I don’t personally know a ton of people who have struggled with bipolar disorder, but almost all the people I have met who’ve had bipolar disorder or bipolar tendencies were awakening or had a lot of potential to awaken. Well technically, everyone has the potential to awaken, but some of the people with bipolar disorder whom I’ve known appeared so close to it. While I was an intern at a mental health clinic, one of the clients I worked with had been diagnosed with bipolar disorder, and almost every single time I saw her, she said she was having a spiritual awakening.

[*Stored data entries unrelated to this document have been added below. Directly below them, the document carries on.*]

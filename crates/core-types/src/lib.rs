//! # Rally Core Types
//!
//! The shared vocabulary of the analysis workspace: the experiment results that arrive
//! from upstream, the pricing configuration used to put a dollar value on a metric,
//! and the reasons a metric can be left out of an analysis.
//!
//! As a Layer 0 crate it depends on no other workspace crate.

pub mod enums;
pub mod error;
pub mod structs;

// Re-export the core types to provide a clean public API.
pub use enums::{
    AnalysisStatus, Complexity, ConfidenceLevel, EffectMagnitude, ImpactDirection,
    MetricCategory,
};
pub use error::CoreError;
pub use structs::{
    AnalysisPeriod, ExclusionReason, ExperimentPeriod, ExperimentResult, MetricSeries,
    MetricSummary, MetricValue, MetricValueSnapshot, MetricValueSnapshots, TimeSeriesPoint,
    ValidationRules,
};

My boyfriend, who helped contribute to my awakening, dealt with mood swings in his teen years, though his were not quite as severe as mine. A former friend who years ago began helping me see certain things about the world in a different way had been diagnosed with bipolar disorder. One of my online friends whom I refer to as my soul sister is following the spiritual path and was also diagnosed with bipolar disorder. A friend who was a former atheist eventually became very religious after experiencing severe manic episodes. There seems to be some kind of pattern here between bipolar disorder and expanding levels of awareness. All these people I’ve known I would consider free thinkers.

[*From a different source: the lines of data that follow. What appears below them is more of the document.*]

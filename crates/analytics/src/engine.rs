use crate::error::AnalyticsError;
use crate::report::{ConfidenceInterval, DidResult};
use crate::stats;
use core_types::{EffectMagnitude, TimeSeriesPoint};
use std::fmt;

/// Significance threshold used when the caller does not supply one.
pub const DEFAULT_ALPHA: f64 = 0.05;

/// Confidence level, in percent, used when the caller does not supply one.
pub const DEFAULT_CONFIDENCE_LEVEL: u32 = 95;

/// Smallest summed sample size per arm that validation accepts.
pub const MIN_TOTAL_SAMPLES: i64 = 10;

/// A single reason a time series is not fit for analysis.
#[derive(Debug, Clone, PartialEq, Eq)]
pub enum ValidationIssue {
    EmptySeries,
    TooFewPoints,
    NonFiniteValue { index: usize },
    NonPositiveSampleSize { index: usize },
    TreatmentSamplesTooSmall { total: i64 },
    ControlSamplesTooSmall { total: i64 },
    SampleSizeOverflow,
}

impl fmt::Display for ValidationIssue {
    fn fmt(&self, f: &mut fmt::Formatter<'_>) -> fmt::Result {
        match self {
            ValidationIssue::EmptySeries => write!(f, "Time series data is empty"),
            ValidationIssue::TooFewPoints => {
                write!(f, "Need at least 2 data points for meaningful analysis")
            }
            ValidationIssue::NonFiniteValue { index } => {
                write!(f, "Invalid values at time point {}", index)
            }
            ValidationIssue::NonPositiveSampleSize { index } => {
                write!(f, "Invalid sample sizes at time point {}", index)
            }
            ValidationIssue::TreatmentSamplesTooSmall { total } => write!(
                f,
                "Treatment group sample size too small ({} < {})",
                total, MIN_TOTAL_SAMPLES
            ),
            ValidationIssue::ControlSamplesTooSmall { total } => write!(
                f,
                "Control group sample size too small ({} < {})",
                total, MIN_TOTAL_SAMPLES
            ),
            ValidationIssue::SampleSizeOverflow => {
                write!(f, "Summed sample sizes exceed the supported range")
            }
        }
    }
}

/// Itemized outcome of `DidEstimator::validate`. Empty means the series is usable.
#[derive(Debug, Clone, PartialEq, Eq, Default)]
pub struct ValidationReport {
    pub errors: Vec<ValidationIssue>,
}

impl ValidationReport {
    pub fn is_valid(&self) -> bool {
        self.errors.is_empty()
    }

    /// The issues rendered as human-readable strings.
    pub fn messages(&self) -> Vec<String> {
        self.errors.iter().map(ToString::to_string).collect()
    }
}

/// A stateless calculator for Differences-in-Differences statistics of one metric.
#[derive(Debug, Default, Clone, Copy)]
pub struct DidEstimator {}

impl DidEstimator {
    pub fn new() -> Self {
        Self::default()
    }

    /// Checks whether a series can support a DiD estimate.
    ///
    /// Never fails: every problem found is returned in the report so callers can show
    /// exactly why a metric was left out.
    pub fn validate(&self, time_series: &[TimeSeriesPoint]) -> ValidationReport {
        let mut errors = Vec::new();

        if time_series.is_empty() {
            errors.push(ValidationIssue::EmptySeries);
        }
        if time_series.len() < 2 {
            errors.push(ValidationIssue::TooFewPoints);
        }

        for (index, point) in time_series.iter().enumerate() {
            if !point.treatment_value.is_finite() || !point.control_value.is_finite() {
                errors.push(ValidationIssue::NonFiniteValue { index });
            }
            if point.treatment_sample_size <= 0 || point.control_sample_size <= 0 {
                errors.push(ValidationIssue::NonPositiveSampleSize { index });
            }
        }

        match sample_totals(time_series) {
            Some((treatment_total, control_total)) => {
                if treatment_total < MIN_TOTAL_SAMPLES {
                    errors.push(ValidationIssue::TreatmentSamplesTooSmall {
                        total: treatment_total,
                    });
                }
                if control_total < MIN_TOTAL_SAMPLES {
                    errors.push(ValidationIssue::ControlSamplesTooSmall {
                        total: control_total,
                    });
                }
            }
            None => errors.push(ValidationIssue::SampleSizeOverflow),
        }

        ValidationReport { errors }
    }

    /// The main entry point for calculating the DiD statistics of one metric.
    ///
    /// # Arguments
    ///
    /// * `time_series` - The paired observations for the metric.
    /// * `confidence_level` - Confidence level in percent; 90, 95 and 99 have exact
    ///   critical values, anything else falls back to 95%.
    ///
    /// # Returns
    ///
    /// A `Result` containing the `DidResult`, or `AnalyticsError::EmptySeries` when
    /// there is nothing to analyse. Callers are expected to `validate` first.
    pub fn calculate(
        &self,
        time_series: &[TimeSeriesPoint],
        confidence_level: u32,
    ) -> Result<DidResult, AnalyticsError> {
        if time_series.is_empty() {
            return Err(AnalyticsError::EmptySeries);
        }

        let treatment: Vec<f64> = time_series.iter().map(|p| p.treatment_value).collect();
        let control: Vec<f64> = time_series.iter().map(|p| p.control_value).collect();

        let treatment_mean = stats::mean(&treatment);
        let control_mean = stats::mean(&control);
        let absolute_difference = treatment_mean - control_mean;
        let relative_difference = if control_mean != 0.0 {
            absolute_difference / control_mean
        } else {
            0.0
        };

        let (sample_size_treatment, sample_size_control) =
            sample_totals(time_series).ok_or(AnalyticsError::SampleSizeOverflow)?;

        let t_stat = stats::t_statistic(&treatment, &control);
        let df = stats::degrees_of_freedom(treatment.len(), control.len());
        let p_value = stats::approximate_p_value(t_stat, df);

        let effect_size = stats::cohens_d(&treatment, &control);

        let combined_se = stats::combined_standard_error(&treatment, &control);
        let confidence_interval: ConfidenceInterval =
            stats::confidence_interval(absolute_difference, combined_se, confidence_level).into();

        ensure_finite("treatment_mean", treatment_mean)?;
        ensure_finite("control_mean", control_mean)?;
        ensure_finite("relative_difference", relative_difference)?;
        ensure_finite("effect_size", effect_size)?;
        ensure_finite("confidence_interval", confidence_interval.width())?;

        Ok(DidResult {
            treatment_mean,
            control_mean,
            absolute_difference,
            relative_difference,
            p_value,
            confidence_level,
            confidence_interval,
            sample_size_control,
            sample_size_treatment,
            effect_size,
        })
    }
}

/// `p_value < alpha`.
pub fn is_significant(p_value: f64, alpha: f64) -> bool {
    p_value < alpha
}

/// Buckets Cohen's d by magnitude: below 0.2 negligible, below 0.5 small, below 0.8
/// medium, otherwise large. The sign is ignored.
pub fn interpret_effect_size(cohens_d: f64) -> EffectMagnitude {
    let abs_d = cohens_d.abs();
    if abs_d < 0.2 {
        EffectMagnitude::Negligible
    } else if abs_d < 0.5 {
        EffectMagnitude::Small
    } else if abs_d < 0.8 {
        EffectMagnitude::Medium
    } else {
        EffectMagnitude::Large
    }
}

/// Rough power estimate at alpha = 0.05 from a z-score table.
///
/// `z_beta = sqrt(n) * |d| - 1.96` is mapped onto seven fixed power values; it is a
/// planning aid, not a substitute for a proper power analysis.
pub fn estimate_statistical_power(effect_size: f64, sample_size: i64) -> f64 {
    let z_alpha = 1.96;
    let z_beta = (sample_size.max(0) as f64).sqrt() * effect_size.abs() - z_alpha;

    if z_beta <= -3.0 {
        0.001
    } else if z_beta <= -2.0 {
        0.025
    } else if z_beta <= -1.0 {
        0.16
    } else if z_beta <= 0.0 {
        0.5
    } else if z_beta <= 1.0 {
        0.84
    } else if z_beta <= 2.0 {
        0.975
    } else {
        0.999
    }
}

/// Per-arm sample totals, or `None` when either sum overflows `i64`.
fn sample_totals(time_series: &[TimeSeriesPoint]) -> Option<(i64, i64)> {
    time_series.iter().try_fold((0i64, 0i64), |(t, c), p| {
        Some((
            t.checked_add(p.treatment_sample_size)?,
            c.checked_add(p.control_sample_size)?,
        ))
    })
}

fn ensure_finite(field: &'static str, value: f64) -> Result<(), AnalyticsError> {
    if value.is_finite() {
        Ok(())
    } else {
        Err(AnalyticsError::NonFinite(field))
    }
}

Here is an interesting perspective from Sean Blackwell about how bipolar disorder is linked to consciousness:

Although it can be very difficult and confusing for someone to swing so high into euphoria and then so low into debilitating depression, maybe there can eventually be a pay-off if the person is able to work through it and heal themselves. I took medication for seven years and saw a therapist for about three years, but I’ve been going with a natural approach for several months now with no sign of relapse into a manic episode. I think healing is possible, but it may not be an easy, quick fix for everyone who has ever dealt with manic episodes. If you’ve been diagnosed with bipolar disorder or any other mental disorder, I encourage you not to view yourself as a lifelong sufferer. Make positive lifestyle changes, obtain social support so you can discuss your feelings with someone, heal old wounds, and focus on loving yourself more each day. In a future post, I plan to share what has possibly helped me overcome the manic-depressive episodes that were wreaking havoc in my life because I feel like that’s an equally important topic to discuss.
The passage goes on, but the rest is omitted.